良い部分も、残念な部分も、中の人となって見ることができた。
企業から出向している私に課せられたことは、企業の利益を確保することだが、出向先の職員であるから国に尽くすことも考える。
思えば、社会に出る際、他の人たち同様、いくつもの選択肢があった。
大学及び大学院で自然科学を専攻した私だが、とある理由により政府系金融機関への門を叩いた。有難いことに入門する許可をもらったのだが、その後、新しいものを作り出すことでより便利な世界を作りたいとメーカーへ行く道を選択した。自分でも気付かなかったのだが、その時に選ばなかったもう一つの道が、ずっと心に残っていたのである。

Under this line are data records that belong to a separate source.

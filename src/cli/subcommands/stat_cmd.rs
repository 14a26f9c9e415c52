// Copyright 2019-2024 ChainSafe Systems
// SPDX-License-Identifier: Apache-2.0, MIT

use anyhow::Context as _;

use crate::cli::check_reply_err;
use crate::rpc_client::ApiInfo;

#[derive(Debug, clap::Args)]
pub struct StatCommand {
    /// Logical name `<disk>/<path>` to stat
    #[arg(short, long)]
    name: String,
}

impl StatCommand {
    pub async fn run(&self, api: &ApiInfo) -> anyhow::Result<()> {
        let reply = api.stat(&self.name).await?;
        check_reply_err("stat", reply.error)?;
        let info = reply.file_info.context("stat reply carried no file info")?;
        println!("name:   {}", info.name);
        println!("size:   {}", info.size);
        println!("is_dir: {}", info.is_dir);
        Ok(())
    }
}
// Copyright 2019-2024 ChainSafe Systems
// SPDX-License-Identifier: Apache-2.0, MIT

use tracing_subscriber::filter::{Directive, EnvFilter};

use crate::cli_shared::cli::LogConfig;

/// Install the global tracing subscriber. `RUST_LOG` overrides the
/// configured filters entirely.
pub fn setup_logger(log_config: &LogConfig) {
    let mut filter = EnvFilter::new("info");
    for item in &log_config.filters {
        match format!("{}={}", item.module, item.level).parse::<Directive>() {
            Ok(directive) => filter = filter.add_directive(directive),
            Err(e) => eprintln!("ignoring log filter `{}={}`: {e}", item.module, item.level),
        }
    }
    if let Ok(env) = EnvFilter::try_from_default_env() {
        filter = env;
    }
    let _ = tracing_subscriber::fmt().with_env_filter(filter).try_init();
}
// Copyright 2019-2024 ChainSafe Systems
// SPDX-License-Identifier: Apache-2.0, MIT

//! The `cfsd` daemon: binds the configured disks, the quota checkpoint
//! task, the metrics endpoint and the JSON-RPC server, then waits for
//! ctrl-c.

use std::collections::HashMap;
use std::fs;
use std::net::SocketAddr;
use std::path::PathBuf;
use std::sync::Arc;

use anyhow::Context as _;
use clap::Parser;
use tokio::task::JoinSet;
use tracing::{error, info};

use crate::cli_shared::cli::{read_config, Config, DiskConfig};
use crate::cli_shared::logger;
use crate::disk::Disk;
use crate::enforce::QuotaGate;
use crate::rpc::{start_rpc, RPCState};
use crate::stats::{self, CounterStore};

/// Daemon command-line options.
#[derive(Debug, Parser)]
#[command(
    name = "cfsd",
    version = env!("CARGO_PKG_VERSION"),
    about = "cfs node daemon",
    author = env!("CARGO_PKG_AUTHORS")
)]
struct DaemonOpts {
    /// Path to the TOML configuration file
    #[arg(short, long)]
    config: Option<PathBuf>,
}

#[tokio::main]
pub async fn main() -> anyhow::Result<()> {
    let opts = DaemonOpts::parse();
    let config = read_config(opts.config.as_deref())?;
    logger::setup_logger(&config.log);
    start(config).await
}

/// Starts the daemon and blocks until shutdown.
pub async fn start(config: Config) -> anyhow::Result<()> {
    info!("starting cfs daemon, version {}", env!("CARGO_PKG_VERSION"));

    let stats = Arc::new(CounterStore::default());
    let quota = QuotaGate::new(Arc::clone(&stats));

    let mut disks = HashMap::new();
    for disk_config in &config.disks {
        let disk = add_disk(disk_config)?;
        disks.insert(disk_config.name.clone(), disk);
    }
    for q in &config.quotas {
        quota.set_quota(q.client_id, q.ops_per_second);
        info!(
            client_id = q.client_id,
            ops_per_second = q.ops_per_second,
            "installed client quota"
        );
    }

    let mut services: JoinSet<anyhow::Result<()>> = JoinSet::new();

    let metrics_listener = tokio::net::TcpListener::bind(config.metrics_address)
        .await
        .with_context(|| format!("could not bind to {}", config.metrics_address))?;
    info!("metrics endpoint started at {}", config.metrics_address);
    {
        let stats = Arc::clone(&stats);
        services.spawn(async move { stats::init_metrics_endpoint(metrics_listener, stats).await });
    }
    {
        let quota = Arc::clone(&quota);
        services.spawn(async move {
            quota.refresh_loop().await;
            Ok(())
        });
    }

    let listen: SocketAddr = format!("{}:{}", config.bind, config.port)
        .parse()
        .with_context(|| format!("invalid listen address {}:{}", config.bind, config.port))?;
    let state = RPCState {
        disks,
        stats,
        quota,
    };
    let (addr, handle) = start_rpc(state, listen).await?;
    info!("JSON-RPC endpoint started at {addr}");

    tokio::select! {
        _ = tokio::signal::ctrl_c() => {
            info!("shutting down");
        }
        res = services.join_next() => {
            if let Some(Ok(Err(e))) = res {
                error!("service failure: {e}");
            }
        }
    }

    services.shutdown().await;
    let _ = handle.stop();
    handle.stopped().await;
    Ok(())
}

/// Bind a disk to its root directory, creating the root (mode 0700) when
/// missing.
fn add_disk(config: &DiskConfig) -> anyhow::Result<Disk> {
    let disk = Disk::new(&config.name, &config.root, config.block_size)
        .with_context(|| format!("invalid block size for disk `{}`", config.name))?;

    let mut builder = fs::DirBuilder::new();
    builder.recursive(true);
    #[cfg(unix)]
    {
        use std::os::unix::fs::DirBuilderExt;
        builder.mode(0o700);
    }
    builder
        .create(&config.root)
        .with_context(|| format!("cannot create root `{}`", config.root.display()))?;

    let root = fs::canonicalize(&config.root).unwrap_or_else(|_| config.root.clone());
    info!("created disk[{}] at root path[{}]", config.name, root.display());
    Ok(disk)
}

今回の出向は、この心残りを精算できる又と無い機会なのだった。
社運を賭けて・・・までは行かないが、少なくとも事業部の命運をかけたプロジェクトの一つを担う事業リーダーをしていたので、出向の話はエグゼクティブクラスの一部まで衝撃が伝わってしまったらしい。それを考えると出向元もよく送り出してくれたと思う。一番興味深い回答は、俺が行きたかったんだよという上司の言葉。巨大企業とはいえ、ベンチャー気質がまだ残っていたのだと嬉しく思った瞬間でもあった。

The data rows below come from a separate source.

// Copyright 2019-2024 ChainSafe Systems
// SPDX-License-Identifier: Apache-2.0, MIT

//! The disk core: a byte-addressed view over files stored as fixed-size,
//! checksum-protected blocks.
//!
//! Every user-visible offset is translated into a block index and an
//! intra-block offset. Reads verify the checksum of each block they
//! touch; writes that do not fall on block boundaries read-modify-write
//! the affected partial blocks so neighbouring payload bytes survive and
//! the stored checksum stays valid; writes past the current end of data
//! first materialise the gap as zero payload.

mod block;
mod errors;
mod name;

pub use block::{
    data_len, payload_position, read_block, write_block, Block, CRC32_LEN, DEFAULT_BLOCK_SIZE,
};
pub use errors::{Error, TransferError};
pub use name::split_disk_path;

use std::borrow::Cow;
use std::fs::{self, File, OpenOptions};
use std::io;
use std::path::{Path, PathBuf};

use serde::{Deserialize, Serialize};
use tokio_util::sync::CancellationToken;

/// Outcome of a successful read: bytes copied into the caller's buffer,
/// and whether the file ran out of payload before the buffer was filled.
#[derive(Debug, Clone, Copy, PartialEq, Eq)]
pub struct ReadOutcome {
    pub n: usize,
    pub eof: bool,
}

/// Directory entry metadata. `size` is the PHYSICAL file size; callers
/// that want the logical payload length convert it with [`data_len`].
#[derive(Debug, Clone, PartialEq, Eq, Serialize, Deserialize)]
pub struct FileInfo {
    pub name: String,
    pub size: u64,
    pub is_dir: bool,
}

/// A named root directory holding block-encoded files.
///
/// The facade owns configuration only; every operation opens and closes
/// its own file handle.
#[derive(Debug, Clone)]
pub struct Disk {
    name: String,
    root: PathBuf,
    bsize: u64,
}

impl Disk {
    pub fn new(name: impl Into<String>, root: impl Into<PathBuf>, bsize: u64) -> Result<Self, Error> {
        if bsize <= CRC32_LEN {
            return Err(Error::BadPayloadSize);
        }
        Ok(Self {
            name: name.into(),
            root: root.into(),
            bsize,
        })
    }

    pub fn name(&self) -> &str {
        &self.name
    }

    pub fn root(&self) -> &Path {
        &self.root
    }

    pub fn block_size(&self) -> u64 {
        self.bsize
    }

    fn psize(&self) -> usize {
        (self.bsize - CRC32_LEN) as usize
    }

    fn resolve(&self, rel: &Path) -> PathBuf {
        self.root.join(rel)
    }

    /// Fill `buf` with payload bytes starting at logical offset `off`.
    ///
    /// Bytes `buf[..n]` of the outcome equal the file's payload at
    /// `[off..off + n)`. `eof` is set when the file holds fewer than
    /// `off + buf.len()` payload bytes, in which case `n` is exactly the
    /// count available from `off`. A checksum failure reports the number
    /// of valid bytes copied before the offending block.
    pub fn read_at(
        &self,
        rel: impl AsRef<Path>,
        buf: &mut [u8],
        off: u64,
        cancel: &CancellationToken,
    ) -> Result<ReadOutcome, TransferError> {
        if buf.is_empty() {
            return Ok(ReadOutcome { n: 0, eof: false });
        }

        let path = self.resolve(rel.as_ref());
        let mut f = File::open(&path).map_err(|e| not_found(e, &path))?;

        let psize = self.psize();
        let (mut index, p) = payload_position(off, psize as u64);
        let mut intra = p as usize;
        let mut copied = 0;

        loop {
            if cancel.is_cancelled() {
                return Err(TransferError::new(copied, Error::Cancelled));
            }

            let mut b = Block::new(psize);
            match read_block(&mut f, &mut b, index, self.bsize) {
                Ok(()) => {}
                Err(Error::UnexpectedEof) => return Ok(ReadOutcome { n: copied, eof: true }),
                Err(e) => return Err(TransferError::new(copied, e)),
            }
            // The intra-block offset applies to the first block only.
            b.start_from(intra);
            intra = 0;

            let k = (buf.len() - copied).min(b.len());
            buf[copied..copied + k].copy_from_slice(&b.payload()[..k]);
            copied += k;

            if copied == buf.len() {
                return Ok(ReadOutcome { n: copied, eof: false });
            }
            if b.is_short() {
                return Ok(ReadOutcome { n: copied, eof: true });
            }
            index += 1;
        }
    }

    /// Write `data` at logical offset `off`, creating the file if needed.
    ///
    /// When `off` lies past the current end of data, the gap is filled
    /// with zero bytes that become permanent, checksummed payload; the
    /// returned count covers `data` only, never the padding. Blocks go
    /// out in strictly ascending index order and a mid-stream failure
    /// reports how many of `data`'s bytes were durably written.
    pub fn write_at(
        &self,
        rel: impl AsRef<Path>,
        data: &[u8],
        off: u64,
        cancel: &CancellationToken,
    ) -> Result<usize, TransferError> {
        if data.is_empty() {
            return Ok(0);
        }

        let path = self.resolve(rel.as_ref());
        let mut opts = OpenOptions::new();
        opts.read(true).write(true).create(true);
        #[cfg(unix)]
        {
            use std::os::unix::fs::OpenOptionsExt;
            opts.mode(0o600);
        }
        let mut f = opts.open(&path).map_err(TransferError::from)?;

        let psize = self.psize();
        let flen = f.metadata().map_err(TransferError::from)?.len();
        let dlen = data_len(flen, self.bsize);

        // Writing past the end turns into a write at the end whose payload
        // is prefixed with the zero gap.
        let (st, pad) = if off <= dlen {
            (off, 0)
        } else {
            (dlen, (off - dlen) as usize)
        };
        let payload: Cow<'_, [u8]> = if pad == 0 {
            Cow::Borrowed(data)
        } else {
            let mut v = vec![0u8; pad + data.len()];
            v[pad..].copy_from_slice(data);
            Cow::Owned(v)
        };

        let end = st + payload.len() as u64;
        let (mut index, p) = payload_position(st, psize as u64);
        let (i_end, q) = payload_position(end, psize as u64);
        let p_st = p as usize;
        let p_end = q as usize;

        // Padding bytes come first in `payload` and are not reported.
        let written = |n: usize| n.saturating_sub(pad);

        let mut rest: &[u8] = &payload;
        let mut n = 0;

        // Fast path: the whole write lands in one block.
        if index == i_end {
            let mut b = Block::new(psize);
            match read_block(&mut f, &mut b, index, self.bsize) {
                Ok(()) => {}
                Err(Error::UnexpectedEof) => b.end_at(p_st),
                Err(e) => return Err(TransferError::new(0, e)),
            }
            b.fill(p_st, rest);
            write_block(&mut f, &b, index, self.bsize).map_err(|e| TransferError::new(0, e))?;
            return Ok(written(payload.len()));
        }

        // Head partial block: merge with the bytes already on disk so
        // everything before `p_st` survives.
        if p_st > 0 {
            let mut b = Block::new(psize);
            match read_block(&mut f, &mut b, index, self.bsize) {
                Ok(()) => {}
                Err(Error::UnexpectedEof) => b.end_at(p_st),
                Err(e) => return Err(TransferError::new(written(n), e)),
            }
            let take = psize - p_st;
            b.fill(p_st, &rest[..take]);
            write_block(&mut f, &b, index, self.bsize)
                .map_err(|e| TransferError::new(written(n), e))?;
            rest = &rest[take..];
            n += take;
            index += 1;
        }

        // Full middle blocks replace their contents wholesale, so the
        // read phase is skipped entirely.
        while index < i_end {
            if cancel.is_cancelled() {
                return Err(TransferError::new(written(n), Error::Cancelled));
            }
            let mut b = Block::new(psize);
            b.fill(0, &rest[..psize]);
            write_block(&mut f, &b, index, self.bsize)
                .map_err(|e| TransferError::new(written(n), e))?;
            rest = &rest[psize..];
            n += psize;
            index += 1;
        }

        // Tail partial block.
        if p_end > 0 {
            let mut b = Block::new(psize);
            match read_block(&mut f, &mut b, i_end, self.bsize) {
                Ok(()) | Err(Error::UnexpectedEof) => {}
                Err(e) => return Err(TransferError::new(written(n), e)),
            }
            b.fill(0, rest);
            write_block(&mut f, &b, i_end, self.bsize)
                .map_err(|e| TransferError::new(written(n), e))?;
            n += p_end;
        }

        Ok(written(n))
    }

    /// Logical payload length of a file; a missing file has length zero.
    pub fn data_len(&self, rel: impl AsRef<Path>) -> Result<u64, Error> {
        let path = self.resolve(rel.as_ref());
        match fs::metadata(&path) {
            Ok(md) => Ok(data_len(md.len(), self.bsize)),
            Err(e) if e.kind() == io::ErrorKind::NotFound => Ok(0),
            Err(e) => Err(e.into()),
        }
    }

    pub fn rename(&self, old: impl AsRef<Path>, new: impl AsRef<Path>) -> Result<(), Error> {
        let old = self.resolve(old.as_ref());
        let new = self.resolve(new.as_ref());
        fs::rename(&old, &new).map_err(|e| not_found(e, &old))
    }

    /// Remove a file or directory; `all` removes a directory and its
    /// contents recursively.
    pub fn remove(&self, rel: impl AsRef<Path>, all: bool) -> Result<(), Error> {
        let path = self.resolve(rel.as_ref());
        let md = fs::symlink_metadata(&path).map_err(|e| not_found(e, &path))?;
        if md.is_dir() {
            if all {
                fs::remove_dir_all(&path).map_err(Error::from)
            } else {
                fs::remove_dir(&path).map_err(Error::from)
            }
        } else {
            fs::remove_file(&path).map_err(Error::from)
        }
    }

    pub fn readdir(&self, rel: impl AsRef<Path>) -> Result<Vec<FileInfo>, Error> {
        let path = self.resolve(rel.as_ref());
        let mut infos = Vec::new();
        for entry in fs::read_dir(&path).map_err(|e| not_found(e, &path))? {
            let entry = entry?;
            let md = entry.metadata()?;
            infos.push(FileInfo {
                name: entry.file_name().to_string_lossy().into_owned(),
                size: md.len(),
                is_dir: md.is_dir(),
            });
        }
        infos.sort_by(|a, b| a.name.cmp(&b.name));
        Ok(infos)
    }

    pub fn mkdir(&self, rel: impl AsRef<Path>, all: bool) -> Result<(), Error> {
        let path = self.resolve(rel.as_ref());
        let mut builder = fs::DirBuilder::new();
        builder.recursive(all);
        #[cfg(unix)]
        {
            use std::os::unix::fs::DirBuilderExt;
            builder.mode(0o700);
        }
        builder.create(&path).map_err(Error::from)
    }

    pub fn stat(&self, rel: impl AsRef<Path>) -> Result<FileInfo, Error> {
        let rel = rel.as_ref();
        let path = self.resolve(rel);
        let md = fs::metadata(&path).map_err(|e| not_found(e, &path))?;
        let name = path
            .file_name()
            .map(|n| n.to_string_lossy().into_owned())
            .unwrap_or_else(|| rel.to_string_lossy().into_owned());
        Ok(FileInfo {
            name,
            size: md.len(),
            is_dir: md.is_dir(),
        })
    }

    /// Flush a file's blocks to stable storage.
    pub fn sync(&self, rel: impl AsRef<Path>) -> Result<(), Error> {
        let path = self.resolve(rel.as_ref());
        let f = File::open(&path).map_err(|e| not_found(e, &path))?;
        f.sync_all().map_err(Error::from)
    }
}

fn not_found(e: io::Error, path: &Path) -> Error {
    if e.kind() == io::ErrorKind::NotFound {
        Error::NotFound(path.to_path_buf())
    } else {
        Error::Io(e)
    }
}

一方で、受け入れ側も良く受け入れてくれたと思う。昨今、若手の登用などで、年次などは意味が無くなってきた部分があるものの、官庁こそは年功序列の世界。そこに割り入るのである。勝手の違いに難しさなど課題があるにもかかわらず、受け入れてくれたようである。もしかすると実験的な側面もあったのだろうが、その後、年齢、性別、出向元での仕事など様々なステータスの人が増えたところを見ると、この1年の働きが評価されたのかなと思う。
残り1年。何に貢献し、何を出向元に持って帰るのか。考える日々が続きそうである。